Edmonton police officers sent to hospital after fentanyl investigation

Two Edmonton police officers fell ill after investigating a fentanyl seizure this week, but have since returned to work.

‘These are the first two, to my knowledge, that were exposed to fentanyl,’ Deputy Chief Kevin Brezinski says

Fentanyl is so powerful that a single grain can induce overdose symptoms, Edmonton police Chief Rod Knecht said in December. (B.C. RCMP)

Two Edmonton police officers were sent to hospital this week after dealing with a fentanyl seizure, Edmonton's deputy police chief said Monday.

During a presentation to the Rotary Club of Edmonton, Deputy Chief Kevin Brezinski mentioned the incident while speaking about the risks fentanyl investigations pose for police officers.

"They were both drug investigations where the members had handled a container and shortly after the side effects, such as being nauseous and elevated heart rate, came to our attention," Brezinski said.

"So they were taken to the hospital and shortly thereafter were released. But it just kind of tells that fentanyl, as we know, is a dangerous drug and it's affecting our membership, as well," he added.

"It's not frequent. These are the first two, to my knowledge, that were exposed to fentanyl."

Deputy chief Kevin Brezinski spoke to the Rotary Club of Edmonton on Monday to discuss how the city has changed over the past 10 years. (Scott Neufeld/CBC)

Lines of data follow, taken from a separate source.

use crate::config::{LEVERAGE_MAX_ITERATIONS, LEVERAGE_STEP};
use crate::error::{MarkowitzError, Result};
use crate::matrix::{PriceMatrix, ReturnMatrix};
use crate::returns::weighted_cumulative_return;
use crate::table::{PriceTable, RawBar};
use tracing::{debug, info};

#[derive(Clone, Debug, PartialEq)]
pub struct LeverageRequest {
    pub target_return: f64,
    pub instruments: Vec<String>,
}

#[derive(Clone, Debug, PartialEq)]
pub struct LeverageResult {
    pub instrument: String,
    /// Rounded to 2 decimals.
    pub leverage_factor: f64,
}

#[derive(Clone, Copy, Debug, PartialEq)]
pub struct CalibrationParams {
    pub step: f64,
    pub max_iterations: usize,
}

impl Default for CalibrationParams {
    fn default() -> Self {
        Self {
            step: LEVERAGE_STEP,
            max_iterations: LEVERAGE_MAX_ITERATIONS,
        }
    }
}

#[derive(Clone, Copy, Debug, PartialEq, Eq)]
enum Direction {
    Up,
    Down,
}

/// [`calibrate_with`] using the configured step and iteration cap.
pub fn calibrate(instrument: &str, returns: &[f64], target: f64) -> Result<LeverageResult> {
    calibrate_with(instrument, returns, target, CalibrationParams::default())
}

/// Directional step search for the multiplier that brings the linear
/// cumulative return of `returns` onto `target`, starting at `L = 1.0`.
///
/// Moves `L` by one step towards the target until the cumulative return
/// crosses it (the direction would flip) or hits it exactly. At most
/// `max_iterations` steps are taken; the series is evaluated after the last.
pub fn calibrate_with(
    instrument: &str,
    returns: &[f64],
    target: f64,
    params: CalibrationParams,
) -> Result<LeverageResult> {
    if !target.is_finite() {
        return Err(MarkowitzError::invalid_input(format!(
            "target return for {} must be finite, got {}",
            instrument, target
        )));
    }
    if !(params.step > 0.0) {
        return Err(MarkowitzError::invalid_input("leverage step must be positive"));
    }

    let mut leverage = 1.0_f64;
    let mut direction: Option<Direction> = None;
    let mut iterations = 0usize;

    loop {
        let cumulative = weighted_cumulative_return(returns, leverage);
        if !cumulative.is_finite() {
            return Err(MarkowitzError::invalid_input(format!(
                "{} has a non-finite cumulative return at leverage {:.2}",
                instrument, leverage
            )));
        }

        let wanted = if cumulative < target {
            Direction::Up
        } else if cumulative > target {
            Direction::Down
        } else {
            break;
        };
        // crossed the target: the previous step went the other way
        if direction.is_some_and(|d| d != wanted) {
            break;
        }
        if iterations >= params.max_iterations {
            return Err(MarkowitzError::DegenerateSeries {
                instrument: instrument.to_string(),
                iterations,
                target,
            });
        }

        direction = Some(wanted);
        match wanted {
            Direction::Up => leverage += params.step,
            Direction::Down => leverage -= params.step,
        }
        iterations += 1;
    }

    let leverage_factor = (leverage * 100.0).round() / 100.0;
    debug!(
        "{}: leverage {:.2} after {} steps (target {})",
        instrument, leverage_factor, iterations, target
    );

    Ok(LeverageResult {
        instrument: instrument.to_string(),
        leverage_factor,
    })
}

/// Solves every requested instrument and returns their return columns scaled
/// by the rounded leverage factors, in request order.
pub fn adjust_leverage(
    prices: &PriceMatrix,
    request: &LeverageRequest,
) -> Result<(ReturnMatrix, Vec<LeverageResult>)> {
    if request.instruments.is_empty() {
        return Err(MarkowitzError::invalid_input("leverage request has no instruments"));
    }

    let returns = prices.select(&request.instruments)?.returns()?;

    let results = returns
        .instruments()
        .iter()
        .zip(returns.columns())
        .map(|(name, column)| calibrate(name, column, request.target_return))
        .collect::<Result<Vec<_>>>()?;

    for r in &results {
        info!(
            "Leverage for {}: {:.2}x (target cumulative return {})",
            r.instrument, r.leverage_factor, request.target_return
        );
    }

    let factors: Vec<f64> = results.iter().map(|r| r.leverage_factor).collect();
    Ok((returns.scaled(&factors)?, results))
}

/// Price path implied by compounding one instrument's (levered) returns from
/// a base of 1.0, as a derived table tagged with the instrument.
pub fn levered_price_table(returns: &ReturnMatrix, instrument: &str) -> Result<PriceTable> {
    let column = returns
        .column(instrument)
        .ok_or_else(|| MarkowitzError::invalid_input(format!("unknown instrument {}", instrument)))?;

    let mut level = 1.0;
    let raw = returns
        .dates()
        .iter()
        .zip(column)
        .map(|(date, r)| {
            level *= 1.0 + r;
            RawBar {
                time: date.and_hms_opt(0, 0, 0).map(|dt| dt.and_utc()),
                open: Some(level),
                high: Some(level),
                low: Some(level),
                close: Some(level),
                volume: Some(0.0),
                ticker: None,
                timeframe: None,
            }
        })
        .collect();

    PriceTable::derived(raw).with_ticker(instrument).validated()
}

#[cfg(test)]
mod tests {
    use super::*;
    use chrono::NaiveDate;

    fn series(sum: f64, n: usize) -> Vec<f64> {
        // alternating noise that cancels out, plus a constant drift
        (0..n)
            .map(|i| sum / n as f64 + if i % 2 == 0 { 0.01 } else { -0.01 })
            .collect()
    }

    #[test]
    fn test_calibrate_scales_up_to_target() {
        let returns = series(0.2, 100);
        let result = calibrate("ITSA4", &returns, 1.0).unwrap();
        assert_eq!(result.instrument, "ITSA4");
        assert!((result.leverage_factor - 5.0).abs() <= 0.011, "got {}", result.leverage_factor);
    }

    #[test]
    fn test_calibrate_scales_down_to_target() {
        let returns = series(1.5625, 250);
        let result = calibrate("PETR4", &returns, 1.0).unwrap();
        assert!(
            result.leverage_factor >= 0.63 && result.leverage_factor <= 0.65,
            "got {}",
            result.leverage_factor
        );
    }

    #[test]
    fn test_calibration_round_trip_within_one_step() {
        let returns = series(0.37, 120);
        let raw: f64 = returns.iter().sum();
        for target in [0.1, 0.5, 1.0, 2.0] {
            let result = calibrate("X", &returns, target).unwrap();
            let reached = weighted_cumulative_return(&returns, result.leverage_factor);
            assert!(
                (reached - target).abs() <= LEVERAGE_STEP * raw.abs() + 1e-9,
                "target {} reached {}",
                target,
                reached
            );
        }
    }

    #[test]
    fn test_exact_match_stops_immediately() {
        let returns = vec![0.25, 0.25];
        let result = calibrate("X", &returns, 0.5).unwrap();
        assert_eq!(result.leverage_factor, 1.0);

        // zero-target on a flat series is met exactly at the start
        let flat = vec![0.0; 10];
        assert_eq!(calibrate("FLAT", &flat, 0.0).unwrap().leverage_factor, 1.0);
    }

    #[test]
    fn test_flat_series_hits_iteration_cap() {
        let flat = vec![0.0; 10];
        let params = CalibrationParams {
            step: LEVERAGE_STEP,
            max_iterations: 1_000,
        };
        let err = calibrate_with("FLAT", &flat, 1.0, params).unwrap_err();
        match err {
            MarkowitzError::DegenerateSeries {
                instrument,
                iterations,
                ..
            } => {
                assert_eq!(instrument, "FLAT");
                assert_eq!(iterations, 1_000);
            }
            other => panic!("unexpected error {other:?}"),
        }
    }

    #[test]
    fn test_crossing_on_the_last_allowed_step_succeeds() {
        let params = CalibrationParams {
            step: 0.01,
            max_iterations: 1,
        };
        let result = calibrate_with("X", &[1.0], 1.005, params).unwrap();
        assert_eq!(result.leverage_factor, 1.01);

        // two steps needed, one allowed
        assert!(matches!(
            calibrate_with("X", &[1.0], 1.015, params),
            Err(MarkowitzError::DegenerateSeries { iterations: 1, .. })
        ));
    }

    #[test]
    fn test_levered_price_table_compounds_returns() {
        let dates: Vec<NaiveDate> = (2..=4)
            .map(|d| NaiveDate::from_ymd_opt(2023, 1, d).unwrap())
            .collect();
        let returns = ReturnMatrix::new(dates, vec!["A".into()], vec![vec![0.1, -0.5, 1.0]])
            .unwrap()
            .scaled(&[2.0])
            .unwrap();

        let table = levered_price_table(&returns, "A").unwrap();
        assert_eq!(table.ticker(), Some("A"));
        let closes: Vec<f64> = table.candles().iter().map(|c| c.close).collect();
        assert_eq!(closes.len(), 3);
        assert!((closes[0] - 1.2).abs() < 1e-12);
        assert!(closes[1].abs() < 1e-12);
        assert!(closes[2].abs() < 1e-12);
        assert_eq!(table.candles()[2].date(), NaiveDate::from_ymd_opt(2023, 1, 4).unwrap());

        assert!(levered_price_table(&returns, "B").is_err());
    }

    #[test]
    fn test_non_finite_target_is_rejected() {
        assert!(calibrate("X", &[0.1], f64::NAN).is_err());
    }

    #[test]
    fn test_adjust_leverage_scales_each_column() {
        let dates: Vec<NaiveDate> = (1..=5)
            .map(|d| NaiveDate::from_ymd_opt(2023, 1, d).unwrap())
            .collect();
        let prices = PriceMatrix::new(
            dates,
            vec!["A".into(), "B".into()],
            vec![
                vec![100.0, 101.0, 102.0, 103.0, 104.0],
                vec![50.0, 52.0, 51.0, 55.0, 60.0],
            ],
        )
        .unwrap();
        let request = LeverageRequest {
            target_return: 0.1,
            instruments: vec!["B".into(), "A".into()],
        };

        let (adjusted, results) = adjust_leverage(&prices, &request).unwrap();
        assert_eq!(adjusted.instruments(), &["B".to_string(), "A".to_string()]);
        assert_eq!(results.len(), 2);
        assert_eq!(results[0].instrument, "B");

        let raw = prices.returns().unwrap();
        for r in &results {
            let unscaled = raw.column(&r.instrument).unwrap();
            let scaled = adjusted.column(&r.instrument).unwrap();
            for (o, s) in unscaled.iter().zip(scaled) {
                assert!((o * r.leverage_factor - s).abs() < 1e-12);
            }
        }
    }

    #[test]
    fn test_adjust_leverage_rejects_unknown_or_empty() {
        let prices = PriceMatrix::new(
            vec![
                NaiveDate::from_ymd_opt(2023, 1, 1).unwrap(),
                NaiveDate::from_ymd_opt(2023, 1, 2).unwrap(),
            ],
            vec!["A".into()],
            vec![vec![1.0, 1.1]],
        )
        .unwrap();
        let unknown = LeverageRequest {
            target_return: 0.1,
            instruments: vec!["Z".into()],
        };
        assert!(adjust_leverage(&prices, &unknown).is_err());
        let empty = LeverageRequest {
            target_return: 0.1,
            instruments: vec![],
        };
        assert!(adjust_leverage(&prices, &empty).is_err());
    }
}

He said both officers were wearing protective gloves and taking "other precautions" when they came in contact with a pill bottle.

"It's definitely concerning," he said. 

"I know it's happening across the world but we do have precautions and measures in place to ensure that our members are safe. Unfortunately in these circumstances they were exposed to a substance unknowingly and then were later taken to hospital."

In December, Edmonton police Chief Rod Knecht said he was worried about the city's officers coming across fentanyl more frequently.

At the time, EPS officers were being trained to use naloxone, an antidote used during a fentanyl overdose, on overdose victims. Knecht said it was also to protect officers.

Fentanyl is so powerful that a single grain can induce overdose symptoms, Knecht said in December.

He cited an RCMP video about two B.C. police officers who suffered on-the-job fentanyl exposure.

In the video, Const. Dawn Adams said white powder got onto her face after she unfolded a piece of paper she found near a slumped-over man.

According to a September report from the Alberta government, 96 people died of fentanyl-related drug overdoses in Edmonton between January and August. In all of 2016, 118 people died of fentanyl overdoses.